CHAPEL HILL (AP)- Michelle Obama urged North Carolina college students on Tuesday to work hard for her husband, making sure they and their friends cast ballots as early voting begins this week in the battleground state.
The first lady reminded the roughly 5,700 students packing a basketball arena at the University of North Carolina at Chapel Hill that President Obama carried the state four years ago by just 14,000 votes, which she said broke down to just five votes per precinct. She challenged each student there to personally round up five votes to help re-elect the president.
She cast her own vote for her husband on Monday, sending an absentee ballot back home to Chicago.
“We’re one vote closer,” she told the energetic crowd.
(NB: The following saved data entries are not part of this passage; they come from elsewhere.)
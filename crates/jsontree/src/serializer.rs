//! Value tree → compact JSON text.
//!
//! Output has no whitespace between tokens, object keys appear in insertion
//! order, and the same tree always produces byte-identical text:
//!
//! ```
//! use jsontree::Document;
//!
//! let mut doc = Document::new();
//! let root = doc.decode("{ \"b\" : [1.50, true] , \"a\" : null }").unwrap();
//! assert_eq!(doc.encode(root).unwrap(), r#"{"b":[1.5,true],"a":null}"#);
//! ```

use crate::arena::Payload;
use crate::document::Document;
use crate::error::Result;
use crate::types::NodeId;

/// Largest magnitude below which whole numbers are written without a
/// fraction or exponent (2^53, the end of the exactly representable range).
const MAX_EXACT_INTEGER: f64 = 9_007_199_254_740_992.0;

impl Document {
    /// Serialize the tree rooted at `id` to compact JSON.
    ///
    /// `id` may be a root or any node inside a tree; only its subtree is
    /// written.
    pub fn encode(&self, id: NodeId) -> Result<String> {
        let mut out = String::new();
        self.encode_into(id, &mut out)?;
        tracing::debug!(node = %id, bytes = out.len(), "encoded tree");
        Ok(out)
    }

    /// Serialize the tree rooted at `id`, appending to `out`.
    pub fn encode_into(&self, id: NodeId, out: &mut String) -> Result<()> {
        // Explicit work stack: trees built through `set` have no depth limit.
        let mut work = vec![Work::Node(id)];
        while let Some(item) = work.pop() {
            match item {
                Work::Text(text) => out.push_str(text),
                Work::Node(node) => match &self.node(node)?.payload {
                    Payload::Null => out.push_str("null"),
                    Payload::Bool(b) => out.push_str(if *b { "true" } else { "false" }),
                    Payload::Number(n) => out.push_str(&format_number(*n)),
                    Payload::String(s) => write_string(s, out),
                    Payload::Array(items) => {
                        out.push('[');
                        work.push(Work::Text("]"));
                        for (i, child) in items.iter().enumerate().rev() {
                            work.push(Work::Node(*child));
                            if i > 0 {
                                work.push(Work::Text(","));
                            }
                        }
                    }
                    Payload::Object(entries) => {
                        out.push('{');
                        work.push(Work::Text("}"));
                        for (i, (key, child)) in entries.iter().enumerate().rev() {
                            work.push(Work::Node(*child));
                            work.push(Work::Key(key));
                            if i > 0 {
                                work.push(Work::Text(","));
                            }
                        }
                    }
                },
                Work::Key(key) => {
                    write_string(key, out);
                    out.push(':');
                }
            }
        }
        Ok(())
    }
}

/// Pending output, popped in reverse push order.
enum Work<'a> {
    Node(NodeId),
    Key(&'a str),
    Text(&'static str),
}

/// Format a number for JSON output.
///
/// - Whole numbers below 2^53 in magnitude are written as integers (`3.0` → `3`)
/// - Negative zero normalizes to `0`
/// - Everything else uses the shortest text that parses back to the same
///   double, without a trailing `.0`
/// - NaN and infinities, which JSON cannot express, become `null`
pub fn format_number(n: f64) -> String {
    if !n.is_finite() {
        return "null".to_string();
    }
    if let Some(int) = exact_integer(n) {
        return int.to_string();
    }
    let mut buf = ryu::Buffer::new();
    let text = buf.format_finite(n);
    text.strip_suffix(".0").unwrap_or(text).to_string()
}

/// `n` as an integer if it is whole and below 2^53 in magnitude. Negative
/// zero maps to `0`.
pub(crate) fn exact_integer(n: f64) -> Option<i64> {
    if n.fract() == 0.0 && n.abs() < MAX_EXACT_INTEGER {
        Some(n as i64)
    } else {
        None
    }
}

/// Write a quoted, escaped JSON string. Non-ASCII text passes through as-is.
fn write_string(s: &str, out: &mut String) {
    out.push('"');
    for ch in s.chars() {
        match ch {
            '"' => out.push_str("\\\""),
            '\\' => out.push_str("\\\\"),
            '\u{08}' => out.push_str("\\b"),
            '\u{0c}' => out.push_str("\\f"),
            '\n' => out.push_str("\\n"),
            '\r' => out.push_str("\\r"),
            '\t' => out.push_str("\\t"),
            c if (c as u32) < 0x20 => out.push_str(&format!("\\u{:04x}", c as u32)),
            c => out.push(c),
        }
    }
    out.push('"');
}
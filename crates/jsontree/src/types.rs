//! Handle, key and value types shared by every part of the tree API.

use std::fmt;

/// Handle to a node inside a [`Document`](crate::Document).
///
/// Handles are cheap to copy. A handle carries the generation of the slot it
/// was issued for, so once the node is destroyed every copy of the handle
/// becomes stale and is rejected instead of aliasing whatever reuses the slot.
#[derive(Clone, Copy, Debug, PartialEq, Eq, Hash)]
pub struct NodeId {
    pub(crate) index: u32,
    pub(crate) generation: u32,
}

impl fmt::Display for NodeId {
    fn fmt(&self, f: &mut fmt::Formatter<'_>) -> fmt::Result {
        write!(f, "#{}v{}", self.index, self.generation)
    }
}

/// The variant tag of a node.
#[derive(Clone, Copy, Debug, PartialEq, Eq, Hash)]
pub enum ValueType {
    Null,
    Bool,
    Number,
    String,
    Array,
    Object,
}

impl ValueType {
    /// Returns true for arrays and objects.
    pub fn is_container(self) -> bool {
        matches!(self, ValueType::Array | ValueType::Object)
    }

    pub fn name(self) -> &'static str {
        match self {
            ValueType::Null => "null",
            ValueType::Bool => "bool",
            ValueType::Number => "number",
            ValueType::String => "string",
            ValueType::Array => "array",
            ValueType::Object => "object",
        }
    }
}

impl fmt::Display for ValueType {
    fn fmt(&self, f: &mut fmt::Formatter<'_>) -> fmt::Result {
        f.write_str(self.name())
    }
}

/// Address of a child: an integer index for arrays, a string key for objects.
#[derive(Clone, Copy, Debug, PartialEq, Eq)]
pub enum Key<'a> {
    Index(i64),
    Name(&'a str),
}

impl Key<'_> {
    pub(crate) fn kind(&self) -> &'static str {
        match self {
            Key::Index(_) => "integer index",
            Key::Name(_) => "string key",
        }
    }
}

impl From<i64> for Key<'_> {
    fn from(index: i64) -> Self {
        Key::Index(index)
    }
}

impl From<i32> for Key<'_> {
    fn from(index: i32) -> Self {
        Key::Index(i64::from(index))
    }
}

impl From<usize> for Key<'_> {
    fn from(index: usize) -> Self {
        Key::Index(i64::try_from(index).unwrap_or(i64::MAX))
    }
}

impl<'a> From<&'a str> for Key<'a> {
    fn from(name: &'a str) -> Self {
        Key::Name(name)
    }
}

impl<'a> From<&'a String> for Key<'a> {
    fn from(name: &'a String) -> Self {
        Key::Name(name.as_str())
    }
}

/// A value written into a container by [`Document::set`](crate::Document::set)
/// or [`Document::push`](crate::Document::push).
///
/// Primitives are turned into fresh nodes; `Node` transfers an existing node
/// into the container.
#[derive(Clone, Debug, PartialEq)]
pub enum Input {
    Null,
    Bool(bool),
    Number(f64),
    String(String),
    Node(NodeId),
}

impl From<()> for Input {
    fn from(_: ()) -> Self {
        Input::Null
    }
}

impl From<bool> for Input {
    fn from(b: bool) -> Self {
        Input::Bool(b)
    }
}

impl From<f64> for Input {
    fn from(n: f64) -> Self {
        Input::Number(n)
    }
}

impl From<i32> for Input {
    fn from(n: i32) -> Self {
        Input::Number(f64::from(n))
    }
}

impl From<i64> for Input {
    fn from(n: i64) -> Self {
        Input::Number(n as f64)
    }
}

impl From<&str> for Input {
    fn from(s: &str) -> Self {
        Input::String(s.to_string())
    }
}

impl From<String> for Input {
    fn from(s: String) -> Self {
        Input::String(s)
    }
}

impl From<NodeId> for Input {
    fn from(id: NodeId) -> Self {
        Input::Node(id)
    }
}

/// Result of reading a child with [`Document::get`](crate::Document::get).
///
/// Primitives are copied out. Containers come back as a handle that aliases
/// the live subtree, so writes through it change the original tree.
#[derive(Clone, Debug, PartialEq)]
pub enum Lookup {
    /// No child at that index or key.
    Absent,
    Null,
    Bool(bool),
    Number(f64),
    String(String),
    Node(NodeId),
}

impl Lookup {
    pub fn is_absent(&self) -> bool {
        matches!(self, Lookup::Absent)
    }

    pub fn as_bool(&self) -> Option<bool> {
        match self {
            Lookup::Bool(b) => Some(*b),
            _ => None,
        }
    }

    pub fn as_f64(&self) -> Option<f64> {
        match self {
            Lookup::Number(n) => Some(*n),
            _ => None,
        }
    }

    pub fn as_str(&self) -> Option<&str> {
        match self {
            Lookup::String(s) => Some(s),
            _ => None,
        }
    }

    pub fn as_node(&self) -> Option<NodeId> {
        match self {
            Lookup::Node(id) => Some(*id),
            _ => None,
        }
    }
}
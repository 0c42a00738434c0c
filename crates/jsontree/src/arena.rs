//! Generational slot arena holding every node of a document.
//!
//! Nodes refer to each other by [`NodeId`] rather than by pointer. Each slot
//! carries a generation counter that is bumped when the slot is freed, so a
//! handle issued before the free no longer matches and lookups through it
//! return `None`.
//!
//! # Invariants
//!
//! - Slots in the free list contain `None`
//! - A live slot's generation equals the generation of every valid handle to it
//! - `live` equals the number of slots holding `Some(Node)`

use crate::types::{NodeId, ValueType};

/// Node contents. Children are owned through their handles.
#[derive(Debug, Clone, PartialEq)]
pub(crate) enum Payload {
    Null,
    Bool(bool),
    Number(f64),
    String(String),
    Array(Vec<NodeId>),
    /// Key-value pairs in insertion order, keys unique.
    Object(Vec<(String, NodeId)>),
}

impl Payload {
    pub(crate) fn value_type(&self) -> ValueType {
        match self {
            Payload::Null => ValueType::Null,
            Payload::Bool(_) => ValueType::Bool,
            Payload::Number(_) => ValueType::Number,
            Payload::String(_) => ValueType::String,
            Payload::Array(_) => ValueType::Array,
            Payload::Object(_) => ValueType::Object,
        }
    }
}

#[derive(Debug)]
pub(crate) struct Node {
    pub(crate) parent: Option<NodeId>,
    pub(crate) payload: Payload,
}

#[derive(Debug)]
struct Slot {
    generation: u32,
    node: Option<Node>,
}

#[derive(Debug, Default)]
pub(crate) struct Arena {
    slots: Vec<Slot>,
    free_list: Vec<u32>,
    live: usize,
}

impl Arena {
    pub(crate) fn new() -> Self {
        Self::default()
    }

    /// Store a new root node, reusing a free slot when one is available.
    pub(crate) fn alloc(&mut self, payload: Payload) -> NodeId {
        let node = Node {
            parent: None,
            payload,
        };
        self.live += 1;
        if let Some(index) = self.free_list.pop() {
            let slot = &mut self.slots[index as usize];
            debug_assert!(slot.node.is_none(), "free slot was not empty");
            slot.node = Some(node);
            return NodeId {
                index,
                generation: slot.generation,
            };
        }
        let index = u32::try_from(self.slots.len()).expect("arena exceeded maximum capacity");
        self.slots.push(Slot {
            generation: 0,
            node: Some(node),
        });
        NodeId {
            index,
            generation: 0,
        }
    }

    /// Remove a single node from its slot. Children are not touched.
    pub(crate) fn free(&mut self, id: NodeId) -> Option<Node> {
        let slot = self.slots.get_mut(id.index as usize)?;
        if slot.generation != id.generation {
            return None;
        }
        let node = slot.node.take()?;
        self.live -= 1;
        // A slot whose generation would wrap is retired rather than recycled.
        if let Some(next) = slot.generation.checked_add(1) {
            slot.generation = next;
            self.free_list.push(id.index);
        }
        Some(node)
    }

    pub(crate) fn get(&self, id: NodeId) -> Option<&Node> {
        let slot = self.slots.get(id.index as usize)?;
        if slot.generation != id.generation {
            return None;
        }
        slot.node.as_ref()
    }

    pub(crate) fn get_mut(&mut self, id: NodeId) -> Option<&mut Node> {
        let slot = self.slots.get_mut(id.index as usize)?;
        if slot.generation != id.generation {
            return None;
        }
        slot.node.as_mut()
    }

    pub(crate) fn live_count(&self) -> usize {
        self.live
    }
}
//! The [`Document`]: owner of every node and entry point of the tree API.
//!
//! A document holds any number of independent trees. Each node is either a
//! root (no owner, held by the caller through its [`NodeId`]) or the child of
//! exactly one array or object. Destroying a root frees its entire subtree;
//! attaching a node to a container transfers ownership to that container.
//!
//! # Example
//! ```
//! use jsontree::{Document, Lookup};
//!
//! let mut doc = Document::new();
//! let root = doc.decode(r#"{"name":"Alice","tags":["a","b"]}"#).unwrap();
//! doc.set(root, "age", 30).unwrap();
//! assert_eq!(doc.get(root, "age").unwrap(), Lookup::Number(30.0));
//! assert_eq!(
//!     doc.encode(root).unwrap(),
//!     r#"{"name":"Alice","tags":["a","b"],"age":30}"#
//! );
//! doc.destroy(root).unwrap();
//! assert_eq!(doc.live_nodes(), 0);
//! ```

use crate::arena::{Arena, Node, Payload};
use crate::error::{Result, TreeError};
use crate::types::{Lookup, NodeId, ValueType};

/// Arena-backed store of JSON value trees.
///
/// Not internally synchronized: a document and all of its trees belong to
/// one thread of control at a time. Wrap it in a single lock if it has to be
/// shared.
#[derive(Debug, Default)]
pub struct Document {
    pub(crate) arena: Arena,
}

impl Document {
    pub fn new() -> Self {
        Self {
            arena: Arena::new(),
        }
    }

    // ------------------------------------------------------------------
    // Constructors. Every one of them returns a fresh root.
    // ------------------------------------------------------------------

    pub fn create_null(&mut self) -> NodeId {
        self.arena.alloc(Payload::Null)
    }

    pub fn create_bool(&mut self, value: bool) -> NodeId {
        self.arena.alloc(Payload::Bool(value))
    }

    pub fn create_number(&mut self, value: f64) -> NodeId {
        self.arena.alloc(Payload::Number(value))
    }

    pub fn create_string(&mut self, value: impl Into<String>) -> NodeId {
        self.arena.alloc(Payload::String(value.into()))
    }

    pub fn create_array(&mut self) -> NodeId {
        self.arena.alloc(Payload::Array(Vec::new()))
    }

    pub fn create_object(&mut self) -> NodeId {
        self.arena.alloc(Payload::Object(Vec::new()))
    }

    /// Alias of [`create_array`](Self::create_array) for host bindings.
    pub fn new_array(&mut self) -> NodeId {
        self.create_array()
    }

    /// Alias of [`create_object`](Self::create_object) for host bindings.
    pub fn new_object(&mut self) -> NodeId {
        self.create_object()
    }

    // ------------------------------------------------------------------
    // Destruction and ownership
    // ------------------------------------------------------------------

    /// Destroy a root and everything it owns.
    ///
    /// Fails with [`TreeError::Attached`] if the node currently belongs to a
    /// container; in that case its owner governs its lifetime and nothing is
    /// freed. Destroying an already destroyed handle fails with
    /// [`TreeError::StaleHandle`].
    pub fn destroy(&mut self, id: NodeId) -> Result<()> {
        if self.node(id)?.parent.is_some() {
            return Err(TreeError::Attached);
        }
        let freed = self.free_subtree(id);
        tracing::trace!(node = %id, freed, "destroyed tree");
        Ok(())
    }

    /// Detach a node from its container, making it a root again.
    ///
    /// The node and its subtree survive; the caller becomes responsible for
    /// destroying (or re-attaching) it. Detaching a root is a no-op.
    pub fn detach(&mut self, id: NodeId) -> Result<()> {
        self.node(id)?;
        self.unlink(id);
        Ok(())
    }

    /// Deep-copy a node and its subtree into a new root.
    pub fn duplicate(&mut self, id: NodeId) -> Result<NodeId> {
        let root = {
            let payload = shallow_copy(&self.node(id)?.payload);
            self.arena.alloc(payload)
        };
        let mut stack = vec![(id, root)];
        while let Some((src, dst)) = stack.pop() {
            let entries: Vec<(Option<String>, NodeId)> = match &self.node(src)?.payload {
                Payload::Array(items) => items.iter().map(|child| (None, *child)).collect(),
                Payload::Object(entries) => entries
                    .iter()
                    .map(|(key, child)| (Some(key.clone()), *child))
                    .collect(),
                _ => continue,
            };
            for (key, child) in entries {
                let payload = shallow_copy(&self.node(child)?.payload);
                let copy = self.arena.alloc(payload);
                self.node_mut(copy)?.parent = Some(dst);
                match (&mut self.node_mut(dst)?.payload, key) {
                    (Payload::Array(items), None) => items.push(copy),
                    (Payload::Object(entries), Some(key)) => entries.push((key, copy)),
                    _ => unreachable!("shallow copy preserves the container variant"),
                }
                stack.push((child, copy));
            }
        }
        Ok(root)
    }

    // ------------------------------------------------------------------
    // Inspection
    // ------------------------------------------------------------------

    pub fn type_of(&self, id: NodeId) -> Result<ValueType> {
        Ok(self.node(id)?.payload.value_type())
    }

    /// Number of children of an array or object.
    pub fn len(&self, id: NodeId) -> Result<usize> {
        match &self.node(id)?.payload {
            Payload::Array(items) => Ok(items.len()),
            Payload::Object(entries) => Ok(entries.len()),
            other => Err(TreeError::TypeMismatch {
                expected: "array or object",
                found: other.value_type().name(),
            }),
        }
    }

    /// The container owning `id`, or `None` for a root.
    pub fn parent(&self, id: NodeId) -> Result<Option<NodeId>> {
        Ok(self.node(id)?.parent)
    }

    pub fn is_root(&self, id: NodeId) -> Result<bool> {
        Ok(self.parent(id)?.is_none())
    }

    /// Returns true while `id` refers to a node that has not been destroyed.
    pub fn contains(&self, id: NodeId) -> bool {
        self.arena.get(id).is_some()
    }

    /// Object keys in insertion order.
    pub fn keys(&self, id: NodeId) -> Result<Vec<&str>> {
        match &self.node(id)?.payload {
            Payload::Object(entries) => Ok(entries.iter().map(|(k, _)| k.as_str()).collect()),
            other => Err(TreeError::TypeMismatch {
                expected: "object",
                found: other.value_type().name(),
            }),
        }
    }

    /// Read a node itself: primitives are copied out, containers are
    /// returned as their own handle.
    pub fn value(&self, id: NodeId) -> Result<Lookup> {
        Ok(match &self.node(id)?.payload {
            Payload::Null => Lookup::Null,
            Payload::Bool(b) => Lookup::Bool(*b),
            Payload::Number(n) => Lookup::Number(*n),
            Payload::String(s) => Lookup::String(s.clone()),
            Payload::Array(_) | Payload::Object(_) => Lookup::Node(id),
        })
    }

    /// Number of nodes currently alive across all trees of this document.
    pub fn live_nodes(&self) -> usize {
        self.arena.live_count()
    }

    // ------------------------------------------------------------------
    // Crate-internal helpers
    // ------------------------------------------------------------------

    pub(crate) fn node(&self, id: NodeId) -> Result<&Node> {
        self.arena.get(id).ok_or(TreeError::StaleHandle)
    }

    pub(crate) fn node_mut(&mut self, id: NodeId) -> Result<&mut Node> {
        self.arena.get_mut(id).ok_or(TreeError::StaleHandle)
    }

    /// Free `id` and its whole subtree without touching its parent.
    /// Returns the number of nodes freed.
    pub(crate) fn free_subtree(&mut self, id: NodeId) -> usize {
        let mut freed = 0;
        let mut stack = vec![id];
        while let Some(next) = stack.pop() {
            let Some(node) = self.arena.free(next) else {
                continue;
            };
            freed += 1;
            match node.payload {
                Payload::Array(items) => stack.extend(items),
                Payload::Object(entries) => stack.extend(entries.into_iter().map(|(_, id)| id)),
                _ => {}
            }
        }
        freed
    }

    /// Remove `id` from its parent's child list and clear its parent link.
    pub(crate) fn unlink(&mut self, id: NodeId) {
        let Some(node) = self.arena.get_mut(id) else {
            return;
        };
        let Some(parent) = node.parent.take() else {
            return;
        };
        if let Some(owner) = self.arena.get_mut(parent) {
            match &mut owner.payload {
                Payload::Array(items) => items.retain(|child| *child != id),
                Payload::Object(entries) => entries.retain(|(_, child)| *child != id),
                _ => {}
            }
        }
    }

    /// Returns true if `candidate` is `id` itself or one of its ancestors.
    pub(crate) fn is_self_or_ancestor(&self, candidate: NodeId, id: NodeId) -> bool {
        let mut cursor = Some(id);
        while let Some(current) = cursor {
            if current == candidate {
                return true;
            }
            cursor = self.arena.get(current).and_then(|node| node.parent);
        }
        false
    }
}

/// Copy a payload, leaving containers empty.
fn shallow_copy(payload: &Payload) -> Payload {
    match payload {
        Payload::Array(_) => Payload::Array(Vec::new()),
        Payload::Object(_) => Payload::Object(Vec::new()),
        primitive => primitive.clone(),
    }
}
The first lady spoke just hours before President Obama and Republican nominee Mitt Romney are scheduled to hold a televised debate in New York, previewing what will likely be some of the same points her husband will make to the country.
Whereas Republicans have claimed the president doesn’t have a record to run on, Michelle Obama ticked off accomplishments from the last four years: getting out of Iraq, helping keep college loans affordable, putting health insurance within reach for millions of families, the death of Osama bin Laden at the hands of Navy SEALs and saving the U.S. auto industry.
“I could go on and on,” she said. “He inherited an economy in rapid decline. Instead of pointing fingers, he got to work. … Are we going to turn around and let everything we have fought for just slip away?”
The first lady held a similar get-out-the-vote rally last month in a gym at nearby North Carolina Central University in Durham. The Chapel Hill event marks the 12th time Mrs. Obama has visited the state since becoming first lady.
On Tuesday, she spoke near a large banner featuring the campaign slogan “Forward” printed in white letters over a field of light blue to match the walls of Carmichael Arena, home of the Tar Heels women’s basketball team. President Obama used the same venue this spring for a speech to help build support for getting Congress to extend low-interest student loans.
Saying there was still much more that the president hoped to accomplish with four more years, the first lady echoed the campaign’s buzz words from 2008.
“Change is hard. It takes patience and tenacity,” she said. “Elections are about hope.”